119-122. The demon, comforting the merchant with the words ‘All right’ put him on his shoulder, and speedily went to that purifying holy place. Both, the chief merchant and the demon, just bathing at the best of all holy places, stayed there. I having heard about the great agony of my father, and urged by my mother (to go to him) moved from my house. Having come here, I saw him, suffering from severe fever. I saluted him with (i.e. by bending my) head. He blessed me and said:

Śarabha said:

123-125. O dear one, why have you come here along a distant (i.e. long) path? My friend, a demon by name Vikaṭa, has come here, and (is) staying here doing his own rites. Get up, and fall at his feet (i.e. prostrate before him) like a staff. You should not be afraid of him who has given up harmful acts. Now, having reached this holy place, he stays near me.

Śivaśarman said:

126-127. Thus told by my father, that noble Śarabha, I got up and fell at his feet (prostrating myself) like a staff. He raised me (seizing me) with my arms, and closely embracing me and giving me a blessing said, “Welcome to you, O my friend’s son.”

The demon said:

128-129. O dear one, you are fortunate that you have come here on hearing your father’s very severe suffering due to fever. Performing the rite with water mixed with sesamum-seeds, you will be free from the debt of your dead ancestors. Having bathed perform your rites; (thereby) you will remember your former existence.

Śivaśarman said:

130-143. O dear one, thus told by him, I, remembering the auspicious and inauspicious acts of the former existence, entered the holy place having excellent water. Having duly bathed here, I came near my father.

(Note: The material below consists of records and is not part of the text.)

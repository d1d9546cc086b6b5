//! Configuration schema definitions.
//!
//! All types derive Serde traits for deserialization from config files.

use serde::{Deserialize, Serialize};

/// Root configuration for the relay.
#[derive(Debug, Clone, Deserialize, Serialize, Default)]
#[serde(default)]
pub struct RelayConfig {
    /// Listener configuration (bind address).
    pub listener: ListenerConfig,

    /// Inbound request limits.
    pub limits: LimitsConfig,

    /// Observability settings.
    pub observability: ObservabilityConfig,
}

/// Listener configuration.
#[derive(Debug, Clone, Deserialize, Serialize)]
#[serde(default)]
pub struct ListenerConfig {
    /// Bind address (e.g., "0.0.0.0:3250").
    pub bind_address: String,
}

impl Default for ListenerConfig {
    fn default() -> Self {
        Self {
            bind_address: "0.0.0.0:3250".to_string(),
        }
    }
}

/// Limits applied to inbound requests.
#[derive(Debug, Clone, Deserialize, Serialize)]
#[serde(default)]
pub struct LimitsConfig {
    /// Maximum inbound body size in bytes. Descriptors are buffered fully.
    pub max_body_bytes: usize,
}

impl Default for LimitsConfig {
    fn default() -> Self {
        Self {
            max_body_bytes: 2 * 1024 * 1024, // 2MB
        }
    }
}

/// Observability configuration.
#[derive(Debug, Clone, Deserialize, Serialize)]
#[serde(default)]
pub struct ObservabilityConfig {
    /// Log level (trace, debug, info, warn, error).
    pub log_level: String,

    /// Enable metrics endpoint.
    pub metrics_enabled: bool,

    /// Metrics endpoint bind address.
    pub metrics_address: String,
}

impl Default for ObservabilityConfig {
    fn default() -> Self {
        Self {
            log_level: "info".to_string(),
            metrics_enabled: false,
            metrics_address: "0.0.0.0:9090".to_string(),
        }
    }
}
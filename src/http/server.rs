//! HTTP server setup and configuration.
//!
//! # Responsibilities
//! - Create Axum Router with the single relay handler
//! - Wire up middleware (tracing, request ID)
//! - Bind server to listener and run until shutdown
//! - Read the inbound body, hand it to the relay core, write the outcome

use axum::{
    body::{to_bytes, Body},
    extract::State,
    http::{Method, Request},
    response::{IntoResponse, Response},
    routing::any,
    Router,
};
use std::time::Instant;
use tokio::net::TcpListener;
use tokio::sync::broadcast;
use tower::ServiceBuilder;
use tower_http::trace::TraceLayer;

use crate::config::RelayConfig;
use crate::http::request::{propagate_request_id_layer, set_request_id_layer, RequestIdExt};
use crate::http::response;
use crate::observability::metrics;
use crate::relay::{decode, RelayExecutor};

/// Application state injected into handlers.
#[derive(Clone)]
pub struct AppState {
    pub executor: RelayExecutor,
    pub max_body_bytes: usize,
}

/// HTTP server for the relay.
pub struct HttpServer {
    router: Router,
    config: RelayConfig,
}

impl HttpServer {
    /// Create a new HTTP server with a default outbound client.
    pub fn new(config: RelayConfig) -> Self {
        Self::with_executor(config, RelayExecutor::default())
    }

    /// Create a new HTTP server relaying through `executor`.
    pub fn with_executor(config: RelayConfig, executor: RelayExecutor) -> Self {
        let state = AppState {
            executor,
            max_body_bytes: config.limits.max_body_bytes,
        };

        let router = Self::build_router(state);
        Self { router, config }
    }

    /// Build the Axum router with all middleware layers.
    ///
    /// Every path and method reaches the same handler.
    fn build_router(state: AppState) -> Router {
        Router::new()
            .route("/{*path}", any(relay_handler))
            .route("/", any(relay_handler))
            .with_state(state)
            .layer(
                ServiceBuilder::new()
                    .layer(set_request_id_layer())
                    .layer(TraceLayer::new_for_http())
                    .layer(propagate_request_id_layer()),
            )
    }

    /// The configured router, for serving or driving directly in tests.
    pub fn router(&self) -> Router {
        self.router.clone()
    }

    /// Run the server until `shutdown` fires, then drain in-flight requests.
    pub async fn run(
        self,
        listener: TcpListener,
        mut shutdown: broadcast::Receiver<()>,
    ) -> Result<(), std::io::Error> {
        let addr = listener.local_addr()?;
        tracing::info!(address = %addr, "HTTP server starting");

        axum::serve(listener, self.router)
            .with_graceful_shutdown(async move {
                let _ = shutdown.recv().await;
            })
            .await?;

        tracing::info!("HTTP server stopped");
        Ok(())
    }

    /// Get a reference to the config.
    pub fn config(&self) -> &RelayConfig {
        &self.config
    }
}

/// Relay handler.
/// Accepts POST only, decodes the descriptor and performs the outbound call.
async fn relay_handler(State(state): State<AppState>, request: Request<Body>) -> Response {
    let start_time = Instant::now();
    let request_id = request.request_id().to_string();
    let method = request.method().clone();

    if method != Method::POST {
        tracing::warn!(request_id = %request_id, method = %method, "Rejected non-POST request");
        metrics::record_error("method");
        let response = response::method_rejected();
        metrics::record_request(method.as_str(), response.status().as_u16(), start_time);
        return response;
    }

    let raw = match to_bytes(request.into_body(), state.max_body_bytes).await {
        Ok(bytes) => bytes,
        Err(e) => {
            tracing::error!(request_id = %request_id, error = %e, "Failed to read inbound body");
            metrics::record_error("inbound_read");
            let response = response::inbound_read_failed(&e);
            metrics::record_request(method.as_str(), response.status().as_u16(), start_time);
            return response;
        }
    };

    let outcome = match decode(&raw) {
        Ok(descriptor) => {
            tracing::debug!(
                request_id = %request_id,
                method = %descriptor.method,
                url = %descriptor.url,
                "Relaying call"
            );
            state.executor.execute(descriptor).await
        }
        Err(e) => Err(e),
    };

    let response = match outcome {
        Ok(result) => {
            tracing::info!(
                request_id = %request_id,
                status = %result.status,
                body_bytes = result.body.as_ref().map_or(0, |b| b.len()),
                "Relay completed"
            );
            result.into_response()
        }
        Err(err) => {
            tracing::error!(
                request_id = %request_id,
                stage = err.stage(),
                error = %err,
                "Relay failed"
            );
            metrics::record_error(err.stage());
            err.into_response()
        }
    };

    metrics::record_request(method.as_str(), response.status().as_u16(), start_time);
    response
}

I asked him the account of the demon: “Why has he become religious-minded?” Having heard the account of the demon, the carriers and the traveller, I praised this best holy place. Thinking, ‘I shall go home when my father will be free from the disease’, I stayed there for ten days. Within (those) ten days, while I watched (i.e. before me) the death of my father occurred in the (half) quantity of the water of this best holy place. Then, Viṣṇu, having a body like a fresh cloud, and holding Lakṣmī close to his bosom, came after having mounted Garuḍa. He had put on yellow garments; had four arms; his lotus-like eyes were tawny. He was served by the divine Brahmā and others along with Andhakārin, and by the kinnaras singing the hosts of his virtues. He was being praised on all sides by Hāhā, Hūhū and others. Giving my father identity with his own form, and putting him on Garuḍa, and surrounded by Brahmā and others, Viṣṇu went up to heaven. Seeing my father’s sameness of form with Viṣṇu, I thought, when, at that time, there sprang the truth in my heart: ‘It is the greatness of this crest-jewel of holy places that in half of its water a being that is dead becomes four-armed. I shall rightly not at all leave this best holy place having a strong efficacy urged by thirst for the disease in the form of wealth. I shall stay in this hut of my father till (I get) freedom from the (fruits of) acts that have been commenced on the earth.’ Having thought like this and performed proper rites (in honour) of my father, I stayed (there) with a desire for salvation along with the demon.